At its heart, "Hanging Fire" is all about what it means to be a teenager. Or, in other words, it's about what it's like to be in that inbetween-y stage where you're no longer a kid, but you're definitely not an adult either. (Britney Spears, anyone?) Sure, being a teenager means first boyfriends and school dances and braces, but it can also be a darker time, in which we feel precarious in the world—and the world feels dangerous to us. "Hanging Fire" understands the trials and tribulations of coming of age, whether that means dealing with pimples and school-related disappointments, or beginning to enter the adult world and dealing with that greatest adult problem of all: death.
Questions About Coming of Age
Do you think that the speaker's worries are pretty average for a teenager? Or do you think that she has some serious problems? Why?
How might the speaker's concerns be different if her mom weren't always "in the bedroom / with the door closed"?
Does the speaker seem whiny to you? Or does she have some legitimate beef with the world? Why do you think so?

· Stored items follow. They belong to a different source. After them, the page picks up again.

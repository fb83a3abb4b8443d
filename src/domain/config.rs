use std::{collections::BTreeMap, path::Path};

use serde::{Deserialize, Serialize};

use super::{Priority, RequirementId, TestingDetails};

/// Configuration for test case generation.
///
/// This struct holds settings that control identifier formatting, priority
/// assignment, dependency linking and table rendering.
#[derive(Debug, Clone, PartialEq, Eq, Serialize, Deserialize)]
#[serde(from = "Versions", into = "Versions")]
pub struct Config {
    /// The number of digits in the test case sequence number.
    ///
    /// Digits are padded to this width with leading zeros.
    /// For example, '001' (3 digits) or '0001' (4 digits).
    digits: usize,

    /// Words which mark a functional requirement as safety or security
    /// relevant. Matching is case-insensitive on whole words.
    safety_keywords: Vec<String>,

    /// Explicit priorities keyed by requirement ID (e.g. `FR1.1`).
    ///
    /// An override takes precedence over the keyword rule.
    priority_overrides: BTreeMap<String, Priority>,

    /// Whether the integration test case of a requirement depends on its unit
    /// test case.
    pub link_levels: bool,

    /// The text rendered in the 'Dependent Test Cases' column when a test
    /// case has no dependencies.
    pub none_marker: String,

    /// Project and logistics details printed ahead of the table.
    pub testing_details: TestingDetails,
}

impl Default for Config {
    fn default() -> Self {
        Self {
            digits: default_digits(),
            safety_keywords: default_safety_keywords(),
            priority_overrides: BTreeMap::new(),
            link_levels: default_link_levels(),
            none_marker: default_none_marker(),
            testing_details: TestingDetails::default(),
        }
    }
}

impl Config {
    /// Loads the configuration from a TOML file at the given path.
    ///
    /// # Errors
    ///
    /// Returns an error if the file cannot be read or if the TOML content is
    /// invalid.
    pub fn load(path: &Path) -> Result<Self, String> {
        let content = std::fs::read_to_string(path)
            .map_err(|e| format!("Failed to read config file: {e}"))?;
        toml::from_str(&content).map_err(|e| format!("Failed to parse config file: {e}"))
    }

    /// Saves the configuration to a TOML file at the given path.
    ///
    /// # Errors
    ///
    /// Returns an error if the configuration cannot be serialized to TOML or if
    /// the file cannot be written.
    pub fn save(&self, path: &Path) -> Result<(), String> {
        let content =
            toml::to_string_pretty(self).map_err(|e| format!("Failed to serialize config: {e}"))?;
        std::fs::write(path, content).map_err(|e| format!("Failed to write config file: {e}"))
    }

    /// Returns the number of digits for padding test case sequence numbers.
    #[must_use]
    pub const fn digits(&self) -> usize {
        self.digits
    }

    /// Returns the configured safety keywords.
    #[must_use]
    pub fn safety_keywords(&self) -> &[String] {
        &self.safety_keywords
    }

    /// Returns the priority override for a requirement, if configured.
    #[must_use]
    pub fn priority_override(&self, requirement: &RequirementId) -> Option<Priority> {
        self.priority_overrides
            .get(&requirement.to_string())
            .copied()
    }

    /// Returns every priority override, ordered by requirement ID text.
    pub fn priority_overrides(&self) -> impl Iterator<Item = (&str, Priority)> {
        self.priority_overrides
            .iter()
            .map(|(requirement, priority)| (requirement.as_str(), *priority))
    }

    /// Sets an explicit priority for a requirement.
    ///
    /// Returns the previous override, if any.
    pub fn set_priority_override(
        &mut self,
        requirement: &RequirementId,
        priority: Priority,
    ) -> Option<Priority> {
        self.priority_overrides
            .insert(requirement.to_string(), priority)
    }

    /// Adds a safety keyword.
    ///
    /// Keywords are normalized to lowercase before adding.
    ///
    /// Returns `true` if the keyword was added, `false` if it already existed.
    pub fn add_safety_keyword(&mut self, keyword: &str) -> bool {
        let keyword = keyword.to_lowercase();
        if self.safety_keywords.contains(&keyword) {
            false
        } else {
            self.safety_keywords.push(keyword);
            true
        }
    }
}

const fn default_digits() -> usize {
    3
}

const fn default_link_levels() -> bool {
    true
}

fn default_none_marker() -> String {
    "None".to_string()
}

fn default_safety_keywords() -> Vec<String> {
    [
        "safety",
        "safe",
        "security",
        "secure",
        "emergency",
        "alarm",
        "hazard",
        "fault",
        "failure",
        "collision",
        "fire",
        "authentication",
        "authorization",
        "password",
        "encrypt",
        "encryption",
        "tamper",
        "intrusion",
        "critical",
    ]
    .into_iter()
    .map(String::from)
    .collect()
}

/// The serialized versions of the configuration.
/// This allows for future changes to the configuration format and to the domain
/// type without breaking compatibility.
#[derive(Debug, Serialize, Deserialize)]
#[serde(tag = "_version")]
enum Versions {
    #[serde(rename = "1")]
    V1 {
        #[serde(default = "default_digits")]
        digits: usize,

        #[serde(default = "default_safety_keywords")]
        safety_keywords: Vec<String>,

        #[serde(default = "default_link_levels")]
        link_levels: bool,

        #[serde(default = "default_none_marker")]
        none_marker: String,

        #[serde(default, skip_serializing_if = "BTreeMap::is_empty")]
        priority_overrides: BTreeMap<String, Priority>,

        #[serde(default, skip_serializing_if = "TestingDetails::is_empty")]
        testing_details: TestingDetails,
    },
}

impl From<Versions> for Config {
    fn from(versions: Versions) -> Self {
        match versions {
            Versions::V1 {
                digits,
                safety_keywords,
                priority_overrides,
                link_levels,
                none_marker,
                testing_details,
            } => Self {
                digits,
                safety_keywords,
                priority_overrides,
                link_levels,
                none_marker,
                testing_details,
            },
        }
    }
}

impl From<Config> for Versions {
    fn from(config: Config) -> Self {
        Self::V1 {
            digits: config.digits,
            safety_keywords: config.safety_keywords,
            priority_overrides: config.priority_overrides,
            link_levels: config.link_levels,
            none_marker: config.none_marker,
            testing_details: config.testing_details,
        }
    }
}

#[cfg(test)]
mod tests {
    use std::io::Write;

    use super::*;

    #[test]
    fn load_reads_valid_file() {
        let mut file = tempfile::NamedTempFile::new().unwrap();
        file.write_all(
            b"_version = \"1\"\ndigits = 4\nsafety_keywords = [\"brake\"]\nlink_levels = false\nnone_marker = \"-\"\n\n[priority_overrides]\n\"FR1.1\" = \"P3\"\n",
        )
        .unwrap();

        let config = Config::load(file.path()).unwrap();

        assert_eq!(config.digits(), 4);
        assert_eq!(config.safety_keywords(), &["brake".to_string()]);
        assert!(!config.link_levels);
        assert_eq!(config.none_marker, "-");
        assert_eq!(
            config.priority_override(&RequirementId::try_from("FR1.1").unwrap()),
            Some(Priority::P3)
        );
        assert_eq!(
            config.priority_override(&RequirementId::try_from("FR1.2").unwrap()),
            None
        );
    }

    #[test]
    fn load_missing_file_returns_error() {
        let tmp = tempfile::tempdir().unwrap();
        let missing = tmp.path().join("missing.toml");

        let error = Config::load(&missing).unwrap_err();
        assert!(error.starts_with("Failed to read config file:"));
    }

    #[test]
    fn load_invalid_toml_returns_error() {
        let mut file = tempfile::NamedTempFile::new().unwrap();
        file.write_all(b"_version = \"1\"\ndigits = \"three\"\n")
            .unwrap();

        let error = Config::load(file.path()).unwrap_err();
        assert!(error.starts_with("Failed to parse config file:"));
    }

    #[test]
    fn unknown_priority_is_rejected() {
        let result: Result<Config, _> =
            toml::from_str("_version = \"1\"\n[priority_overrides]\n\"FR1.1\" = \"P9\"\n");
        assert!(result.is_err());
    }

    #[test]
    fn empty_file_returns_default() {
        let expected = Config::default();
        let actual: Config = toml::from_str(r#"_version = "1""#).unwrap();
        assert_eq!(actual, expected);
    }

    #[test]
    fn testing_details_are_read_from_their_own_table() {
        let config: Config = toml::from_str(
            "_version = \"1\"\n\n[testing_details]\nproject = \"Toll Plaza TP-01\"\ntester = \"R. Rao\"\n",
        )
        .unwrap();

        assert_eq!(config.testing_details.project, "Toll Plaza TP-01");
        assert_eq!(config.testing_details.tester, "R. Rao");
        assert!(config.testing_details.designer.is_empty());
    }

    #[test]
    fn overrides_are_listed_in_key_order() {
        let mut config = Config::default();
        config.set_priority_override(&RequirementId::try_from("NFR1.1").unwrap(), Priority::P1);
        config.set_priority_override(&RequirementId::try_from("CR1.1").unwrap(), Priority::P2);

        let overrides: Vec<(&str, Priority)> = config.priority_overrides().collect();
        assert_eq!(overrides, [("CR1.1", Priority::P2), ("NFR1.1", Priority::P1)]);
    }

    #[test]
    fn save_then_load_preserves_overrides() {
        let tmp = tempfile::tempdir().unwrap();
        let path = tmp.path().join("reqtest.toml");

        let mut config = Config::default();
        let id = RequirementId::try_from("NFR2.1").unwrap();
        assert_eq!(config.set_priority_override(&id, Priority::P1), None);
        assert!(config.add_safety_keyword("Brake"));
        assert!(!config.add_safety_keyword("brake"));
        assert!(config.testing_details.set("designer", "A. Kumar".to_string()));
        config.save(&path).unwrap();

        let loaded = Config::load(&path).unwrap();
        assert_eq!(loaded, config);
        assert_eq!(loaded.priority_override(&id), Some(Priority::P1));
    }
}
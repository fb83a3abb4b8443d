use std::{fmt, num::NonZeroUsize, str::FromStr};

use non_empty_string::NonEmptyString;
use serde::{Serialize, Serializer};

/// The category of a requirement, encoded by its tag prefix.
#[derive(Debug, Clone, Copy, PartialEq, Eq, PartialOrd, Ord, Hash)]
pub enum RequirementKind {
    /// `FR` - behaviour the system must exhibit.
    Functional,
    /// `NFR` - a measurable quality attribute (timing, reliability,
    /// usability).
    NonFunctional,
    /// `CR` - a communication or resource limit.
    Constraint,
}

impl RequirementKind {
    /// All kinds, longest prefix first so that prefix matching is unambiguous.
    pub const ALL: [Self; 3] = [Self::NonFunctional, Self::Functional, Self::Constraint];

    /// The tag prefix used in documents, e.g. `NFR`.
    #[must_use]
    pub const fn prefix(self) -> &'static str {
        match self {
            Self::Functional => "FR",
            Self::NonFunctional => "NFR",
            Self::Constraint => "CR",
        }
    }

    /// Looks up a kind from its exact tag prefix.
    #[must_use]
    pub fn from_prefix(prefix: &str) -> Option<Self> {
        Self::ALL.into_iter().find(|kind| kind.prefix() == prefix)
    }
}

impl fmt::Display for RequirementKind {
    fn fmt(&self, f: &mut fmt::Formatter) -> fmt::Result {
        f.write_str(match self {
            Self::Functional => "Functional",
            Self::NonFunctional => "Non-functional",
            Self::Constraint => "Constraint",
        })
    }
}

/// The identifier of a requirement.
///
/// Format: `{PREFIX}{GROUP}.{INDEX}`, where `PREFIX` is one of `FR`, `NFR` or
/// `CR`, and `GROUP` and `INDEX` are positive integers.
///
/// Examples: `FR1.1`, `NFR2.3`, `CR1.1`
#[derive(Debug, Clone, PartialEq, Eq, PartialOrd, Ord, Hash)]
pub struct RequirementId {
    kind: RequirementKind,
    group: NonZeroUsize,
    index: NonZeroUsize,
}

impl RequirementId {
    /// Creates an identifier from pre-validated parts.
    #[must_use]
    pub const fn new(kind: RequirementKind, group: NonZeroUsize, index: NonZeroUsize) -> Self {
        Self { kind, group, index }
    }

    /// The kind encoded in the prefix.
    #[must_use]
    pub const fn kind(&self) -> RequirementKind {
        self.kind
    }

    /// The group number (the part before the dot).
    #[must_use]
    pub const fn group(&self) -> NonZeroUsize {
        self.group
    }

    /// The index within the group (the part after the dot).
    #[must_use]
    pub const fn index(&self) -> NonZeroUsize {
        self.index
    }
}

impl fmt::Display for RequirementId {
    fn fmt(&self, f: &mut fmt::Formatter) -> fmt::Result {
        write!(f, "{}{}.{}", self.kind.prefix(), self.group, self.index)
    }
}

impl Serialize for RequirementId {
    fn serialize<S: Serializer>(&self, serializer: S) -> Result<S::Ok, S::Error> {
        serializer.collect_str(self)
    }
}

/// Errors that can occur when parsing a [`RequirementId`].
#[derive(Debug, thiserror::Error, PartialEq, Eq)]
pub enum IdError {
    /// The prefix is not one of `FR`, `NFR`, `CR`.
    #[error("Invalid requirement prefix in '{0}': expected FR, NFR or CR")]
    Prefix(String),

    /// The numeric part is not `<group>.<index>`.
    #[error("Invalid requirement number in '{0}': expected <group>.<index>")]
    Number(String),

    /// The group or index is zero.
    #[error("Invalid requirement number in '{0}': group and index must be non-zero")]
    Zero(String),

    /// The tag is not followed by a `:` separator.
    #[error("Missing ':' after requirement tag '{0}'")]
    Separator(String),
}

impl FromStr for RequirementId {
    type Err = IdError;

    fn from_str(s: &str) -> Result<Self, Self::Err> {
        let split = s.find(|c: char| !c.is_ascii_uppercase()).unwrap_or(s.len());
        let (prefix, number) = s.split_at(split);

        let kind = RequirementKind::from_prefix(prefix).ok_or_else(|| IdError::Prefix(s.to_string()))?;

        let (group, index) = number
            .split_once('.')
            .ok_or_else(|| IdError::Number(s.to_string()))?;

        let parse = |part: &str| {
            if part.is_empty() || !part.chars().all(|c| c.is_ascii_digit()) {
                return Err(IdError::Number(s.to_string()));
            }
            let value = part
                .parse::<usize>()
                .map_err(|_| IdError::Number(s.to_string()))?;
            NonZeroUsize::new(value).ok_or_else(|| IdError::Zero(s.to_string()))
        };

        Ok(Self::new(kind, parse(group)?, parse(index)?))
    }
}

impl TryFrom<&str> for RequirementId {
    type Error = IdError;

    fn try_from(value: &str) -> Result<Self, Self::Error> {
        Self::from_str(value)
    }
}

/// One numbered requirement extracted from a document.
///
/// Records are created once by the parser and never modified afterwards.
#[derive(Debug, Clone, PartialEq, Eq)]
pub struct RequirementRecord {
    id: RequirementId,
    section: Vec<usize>,
    text: NonEmptyString,
}

impl RequirementRecord {
    /// Creates a record.
    ///
    /// `section` is the numbering of the document header the requirement
    /// appears under (e.g. `[3, 1]` for `3.1 Functional Requirements`), or
    /// empty if it precedes any numbered header.
    #[must_use]
    pub const fn new(id: RequirementId, section: Vec<usize>, text: NonEmptyString) -> Self {
        Self { id, section, text }
    }

    /// The requirement identifier.
    #[must_use]
    pub const fn id(&self) -> &RequirementId {
        &self.id
    }

    /// The requirement kind.
    #[must_use]
    pub const fn kind(&self) -> RequirementKind {
        self.id.kind
    }

    /// The enclosing section numbering.
    #[must_use]
    pub fn section(&self) -> &[usize] {
        &self.section
    }

    /// The requirement statement.
    #[must_use]
    pub fn text(&self) -> &str {
        self.text.as_str()
    }
}
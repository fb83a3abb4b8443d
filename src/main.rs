//! `reqtest`: generate test case tables from requirements documents.

mod cli;

use clap::Parser;

fn main() -> anyhow::Result<()> {
    cli::Cli::parse().run()
}
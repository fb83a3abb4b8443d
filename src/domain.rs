//! Domain models for test case generation.
//!
//! This module contains the core domain types: requirement records and
//! their identifiers, test cases and their identifiers, and configuration.

/// Requirement records and identifiers.
pub mod requirement;
pub use requirement::{IdError, RequirementId, RequirementKind, RequirementRecord};

/// Test cases, identifiers, levels, priorities and methodologies.
pub mod test_case;
pub use test_case::{
    Methodology, Priority, Prose, TestCase, TestCaseId, TestCaseIdError, TestLevel,
};

mod config;
pub use config::Config;

mod details;
pub use details::{Labelled, TestingDetails};
//! DOCX loading
//!
//! Opens a Word document container and extracts the ordered paragraph
//! text, page headers, table count and core properties into a
//! [`shared_types::Document`].

pub mod error;
#[cfg(any(test, feature = "fixtures"))]
pub mod fixtures;
pub mod parser;
pub mod properties;

use std::io::{Cursor, Read, Seek};
use std::path::Path;

use shared_types::Document;
use tracing::{debug, info};
use zip::result::ZipError;
use zip::ZipArchive;

pub use error::DocxError;
pub use parser::{parse_part, PartText, CELL_SEPARATOR};
pub use properties::parse_core_properties;

const BODY_PART: &str = "word/document.xml";
const CORE_PROPERTIES_PART: &str = "docProps/core.xml";

/// File extensions accepted by [`load_docx_file`]
pub const SUPPORTED_EXTENSIONS: &[&str] = &["docx"];

/// Largest decompressed size accepted for any single part
pub const MAX_PART_BYTES: u64 = 32 * 1024 * 1024;

/// Load a document from in-memory DOCX bytes
pub fn load_docx(source: &str, bytes: &[u8]) -> Result<Document, DocxError> {
    load_docx_with_limit(source, bytes, MAX_PART_BYTES)
}

/// Load a document, rejecting any part that inflates past `max_part_bytes`
pub fn load_docx_with_limit(
    source: &str,
    bytes: &[u8],
    max_part_bytes: u64,
) -> Result<Document, DocxError> {
    let mut archive = ZipArchive::new(Cursor::new(bytes))
        .map_err(|e| DocxError::UnreadableDocument(format!("not a DOCX container: {}", e)))?;

    let body_xml = read_part(&mut archive, BODY_PART, max_part_bytes)?.ok_or_else(|| {
        DocxError::UnreadableDocument(format!("missing {} part", BODY_PART))
    })?;
    let body = parse_part(&body_xml)?;

    if body.paragraphs.is_empty() {
        return Err(DocxError::EmptyDocument);
    }

    let mut header_parts: Vec<String> = archive
        .file_names()
        .filter(|name| name.starts_with("word/header") && name.ends_with(".xml"))
        .map(str::to_string)
        .collect();
    header_parts.sort();

    let mut headers = Vec::new();
    for part in &header_parts {
        if let Some(xml) = read_part(&mut archive, part, max_part_bytes)? {
            headers.extend(parse_part(&xml)?.paragraphs);
        }
    }

    let properties = read_part(&mut archive, CORE_PROPERTIES_PART, max_part_bytes)?
        .map(|xml| parse_core_properties(&xml))
        .unwrap_or_default();

    debug!(
        "{}: {} paragraphs, {} tables, {} header lines",
        source,
        body.paragraphs.len(),
        body.table_count,
        headers.len()
    );

    Ok(Document {
        source: source.to_string(),
        paragraphs: body.paragraphs,
        headers,
        table_count: body.table_count,
        properties,
    })
}

/// Load a document from disk. Only `.docx` files are accepted.
pub fn load_docx_file(path: &Path) -> Result<Document, DocxError> {
    let source = path
        .file_name()
        .map(|n| n.to_string_lossy().into_owned())
        .unwrap_or_else(|| path.display().to_string());

    let supported = path
        .extension()
        .and_then(|e| e.to_str())
        .map(|e| SUPPORTED_EXTENSIONS.contains(&e.to_lowercase().as_str()))
        .unwrap_or(false);
    if !supported {
        return Err(DocxError::UnreadableDocument(format!(
            "unsupported format for {}; only DOCX files are supported",
            source
        )));
    }

    let bytes = std::fs::read(path).map_err(|e| {
        DocxError::UnreadableDocument(format!("cannot read {}: {}", path.display(), e))
    })?;
    let document = load_docx(&source, &bytes)?;
    info!("Successfully parsed: {}", source);
    Ok(document)
}

fn read_part<R: Read + Seek>(
    archive: &mut ZipArchive<R>,
    name: &str,
    limit: u64,
) -> Result<Option<Vec<u8>>, DocxError> {
    let too_large = || {
        DocxError::UnreadableDocument(format!("{} exceeds {} bytes uncompressed", name, limit))
    };

    match archive.by_name(name) {
        Ok(file) => {
            // Declared size may lie, so the read is capped as well
            if file.size() > limit {
                return Err(too_large());
            }
            let mut buf = Vec::new();
            file.take(limit + 1).read_to_end(&mut buf).map_err(|e| {
                DocxError::UnreadableDocument(format!("cannot read {}: {}", name, e))
            })?;
            if buf.len() as u64 > limit {
                return Err(too_large());
            }
            Ok(Some(buf))
        }
        Err(ZipError::FileNotFound) => Ok(None),
        Err(e) => Err(DocxError::UnreadableDocument(format!(
            "cannot open {}: {}",
            name, e
        ))),
    }
}
use shared_types::{DocumentFailure, FailureKind};
use thiserror::Error;

#[derive(Error, Debug, Clone, PartialEq, Eq)]
pub enum DocxError {
    #[error("Unreadable document: {0}")]
    UnreadableDocument(String),

    #[error("Document contains no extractable text")]
    EmptyDocument,
}

impl DocxError {
    pub fn kind(&self) -> FailureKind {
        match self {
            DocxError::UnreadableDocument(_) => FailureKind::UnreadableDocument,
            DocxError::EmptyDocument => FailureKind::EmptyDocument,
        }
    }
}

impl From<DocxError> for DocumentFailure {
    fn from(err: DocxError) -> Self {
        DocumentFailure {
            kind: err.kind(),
            message: err.to_string(),
        }
    }
}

What clique do you think the speaker was in in middle school? Was she a Mathlete? A goth girl? What parts of the poem give you your ideas?
Chew on This
Nothing too groundbreaking to see here, folks—the speaker of "Hanging Fire" is just your average teenager.
The speaker of "Hanging Fire" has some serious issues and needs to see a therapist stat; no 14-year-old should be this focused on death.